Warner Music Canada eventually added Wicked Game to their regular CD catalogue after years of it being a steady import seller.

==Video compilation==
A VHS video compilation containing five videos of Isaak's songs was released, including "Wicked Game" (directed by Herb Ritts), "Dancin (Mary Lambert), "You Owe Me Some Kind of Love" (Jean-Baptiste Mondino), "Blue Hotel" (Mark Lebon) and "Don't Make Me Dream About You" (Geoffrey Barish). "Don't Make Me Dream About You" from Heart Shaped World was not included on the Wicked Game album.

==Track listing==
All tracks written by Chris Isaak, except where noted.

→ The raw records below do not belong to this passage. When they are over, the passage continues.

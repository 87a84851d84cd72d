//! # CSR Access Control Tests
//!
//! Verifies that every CSR access is checked against the privilege and read-only bits
//! encoded in its number before any dispatch happens, and that denied accesses trap
//! at the instruction being executed.

use crate::common::harness::TestContext;
use pretty_assertions::assert_eq;
use rstest::rstest;
use rvpriv_core::Unwind;
use rvpriv_core::core::arch::csr::{self, CsrAccess};
use rvpriv_core::core::arch::mode::PrivilegeMode;
use rvpriv_core::core::cpu::csr::lookup;
use rvpriv_core::isa::privileged::cause::Exception;

const ILLEGAL: Unwind = Unwind::Exception(Exception::IllegalInstruction);

/// Sweeps all 4096 CSR numbers at every privilege, for reads and writes.
#[test]
fn validate_follows_number_encoding_for_every_csr() {
    for mode in [
        PrivilegeMode::User,
        PrivilegeMode::Supervisor,
        PrivilegeMode::Machine,
    ] {
        let mut ctx = TestContext::new().at(mode);
        for number in 0..4096u16 {
            let access = lookup(number).map_or_else(|| CsrAccess::decode(number), |e| e.access);
            assert_eq!(access, CsrAccess::decode(number));

            let privileged_enough = mode.to_u8() >= access.min_privilege;
            for is_write in [false, true] {
                let allowed = privileged_enough && !(is_write && access.read_only);
                let result = ctx.cpu.validate_csr(number, is_write);
                if allowed {
                    assert_eq!(result, Ok(()), "{number:#05x} write={is_write} at {mode}");
                } else {
                    assert_eq!(result, Err(ILLEGAL), "{number:#05x} write={is_write} at {mode}");
                }
            }
        }
    }
}

/// Read-only counters and ID registers reject writes even from Machine mode.
#[rstest]
#[case(csr::CYCLE)]
#[case(csr::INSTRET)]
#[case(csr::HPMCOUNTER3)]
#[case(csr::MVENDORID)]
#[case(csr::MHARTID)]
fn write_to_read_only_csr_is_illegal(#[case] number: u16) {
    let mut ctx = TestContext::new();
    assert_eq!(ctx.cpu.write_csr(number, 0), Err(ILLEGAL));
    assert_eq!(ctx.cpu.exception_index(), Some(Exception::IllegalInstruction));
}

/// Lower privileges cannot reach higher-privilege registers.
#[rstest]
#[case(PrivilegeMode::User, csr::SSTATUS)]
#[case(PrivilegeMode::User, csr::MSTATUS)]
#[case(PrivilegeMode::Supervisor, csr::MSTATUS)]
#[case(PrivilegeMode::Supervisor, csr::MEPC)]
#[case(PrivilegeMode::Supervisor, csr::MCYCLE)]
fn access_above_current_privilege_is_illegal(#[case] mode: PrivilegeMode, #[case] number: u16) {
    let mut ctx = TestContext::new().at(mode);
    assert_eq!(ctx.cpu.read_csr(number), Err(ILLEGAL));
    assert_eq!(ctx.cpu.write_csr(number, 0), Err(ILLEGAL));
}

/// Supervisor mode reaches its own registers and the user floating-point ones.
#[test]
fn supervisor_reaches_supervisor_and_user_csrs() {
    let mut ctx = TestContext::new().at(PrivilegeMode::Supervisor);
    assert_eq!(ctx.cpu.write_csr(csr::SSCRATCH, 0x55), Ok(()));
    assert_eq!(ctx.cpu.read_csr(csr::SSCRATCH), Ok(0x55));
    assert_eq!(ctx.cpu.write_csr(csr::FFLAGS, 0x3), Ok(()));
    assert_eq!(ctx.cpu.exception_index(), None);
}

/// A denied access is sited at the current instruction: the platform restores state
/// for the recorded PC before the unwind.
#[test]
fn denied_access_restores_state_at_pc() {
    let mut ctx = TestContext::new().at(PrivilegeMode::User);
    ctx.cpu.set_pc(0x8000_0010);
    ctx.log().restore_to = Some(0x8000_0010);

    assert_eq!(ctx.cpu.read_csr(csr::MSTATUS), Err(ILLEGAL));
    assert_eq!(ctx.log().restore_requests, vec![0x8000_0010]);
    assert_eq!(ctx.cpu.pc(), 0x8000_0010);
}

/// `csrrs` with a zero source is a read: it passes on a read-only register where an
/// unconditional write would trap.
#[rstest]
#[case(csr::CYCLE)]
#[case(csr::MHARTID)]
#[case(csr::MIMPID)]
fn set_with_zero_source_on_read_only_csr_succeeds(#[case] number: u16) {
    let mut ctx = TestContext::new();
    assert!(ctx.cpu.csr_set(number, 0, false).is_ok());
    assert!(ctx.cpu.csr_clear(number, 0, false).is_ok());
    assert_eq!(ctx.cpu.exception_index(), None);

    assert_eq!(ctx.cpu.csr_set(number, 1, true), Err(ILLEGAL));
    assert_eq!(ctx.cpu.csr_swap(number, 0), Err(ILLEGAL));
}

/// Numbers outside the table pass the privilege check but trap in dispatch.
#[rstest]
#[case(csr::TIME)]
#[case(csr::TIMEH)]
#[case(0x7FF)]
#[case(0x306)]
fn unknown_csr_is_illegal(#[case] number: u16) {
    let mut ctx = TestContext::new();
    assert_eq!(ctx.cpu.validate_csr(number, false), Ok(()));
    assert_eq!(ctx.cpu.read_csr(number), Err(ILLEGAL));
    assert_eq!(ctx.cpu.take_exception(), Some(Exception::IllegalInstruction));
}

| No. | Title | Writer(s) | Length |
|---|---|---|---|
| 1. | "Wicked Game" |  | 4:46 |
| 2. | "You Owe Me Some Kind of Love" |  | 3:51 |
| 3. | "Blue Spanish Sky" |  | 3:57 |
| 4. | "Heart Shaped World" |  | 3:26 |
| 5. | "Heart Full of Soul" | Graham Gouldman | 3:20 |
| 6. | "Funeral in the Rain" |  | 3:18 |
| 7. | "Blue Hotel" |  | 3:10 |
| 8. | "Dancin'" |  | 3:44 |
| 9. | "Nothing's Changed" |  | 4:05 |
| 10. | "Voodoo" |  | 2:44 |
| 11. | "Lie to Me" |  | 4:12 |
| 12. | "Wicked Game" (Instrumental) |  | 4:48 |

==Personnel==
Adapted from the album's liner notes.

Musicians
- Chris Isaak – lead vocals, guitar
- James Calvin Wilsey – lead guitar
- Rowland Salley – bass guitar, vocals
- Kenney Dale Johnson – drums, vocals
- Prairie Prince, Chris Solberg, Pat Craig, Christine Wall, Cynthia Lloyd – additional musicians

Technical
- Erik Jacobsen – producer
- Mark Needham, Lee Hershchberg, Tom Mallon, Dave Carlson – engineering
- Ric Lopez – front cover photograph
- Michael Zagaris, Pamela Gentile – live band photographs
- Henry Diltz – additional photography
- Wherefore Art? – design
- Phil Knox-Roberts – album compiler

==Charts==

===Weekly charts===

| Chart (1991) | Peak position |
|---|---|
| Australian Albums (ARIA) | 8 |
| Austrian Albums (Ö3 Austria) | 6 |
| Dutch Albums (Album Top 100) | 3 |
| German Albums (Offizielle Top 100) | 3 |
| Hungarian Albums (MAHASZ) | 35 |
| New Zealand Albums (RMNZ) | 3 |
| Norwegian Albums (VG-lista) | 6 |
| Swedish Albums (Sverigetopplistan) | 2 |
| Swiss Albums (Schweizer Hitparade) | 4 |
| UK Albums (OCC) | 3 |

===Year-end charts===

| Chart (1991) | Position |
|---|---|
| Australian Albums (ARIA) | 34 |
| Dutch Albums (Album Top 100) | 15 |
| German Albums (Offizielle Top 100) | 26 |
| New Zealand Albums (RMNZ) | 36 |
| Swiss Albums (Schweizer Hitparade) | 33 |

==Certifications and sales==

Certifications and sales for Wicked Game
| Region | Certification | Certified units/sales |
| Australia (ARIA) | 3× Platinum | 210,000^{^} |
| Finland (Musiikkituottajat) | Platinum | 59,682 |
| France (SNEP) | Platinum | 300,000^{*} |
| Germany (BVMI) | Gold | 250,000^{^} |
| Netherlands (NVPI) | Platinum | 100,000^{^} |
| Spain (PROMUSICAE) | Platinum | 100,000^{^} |
| Sweden (GLF) | Gold | 50,000^{^} |
| Switzerland (IFPI Switzerland) | Gold | 25,000^{^} |
| United Kingdom (BPI) | 2× Platinum | 600,000^{^} |
^{*} Sales figures based on certification alone. ^{^} Shipments figures based on certification alone.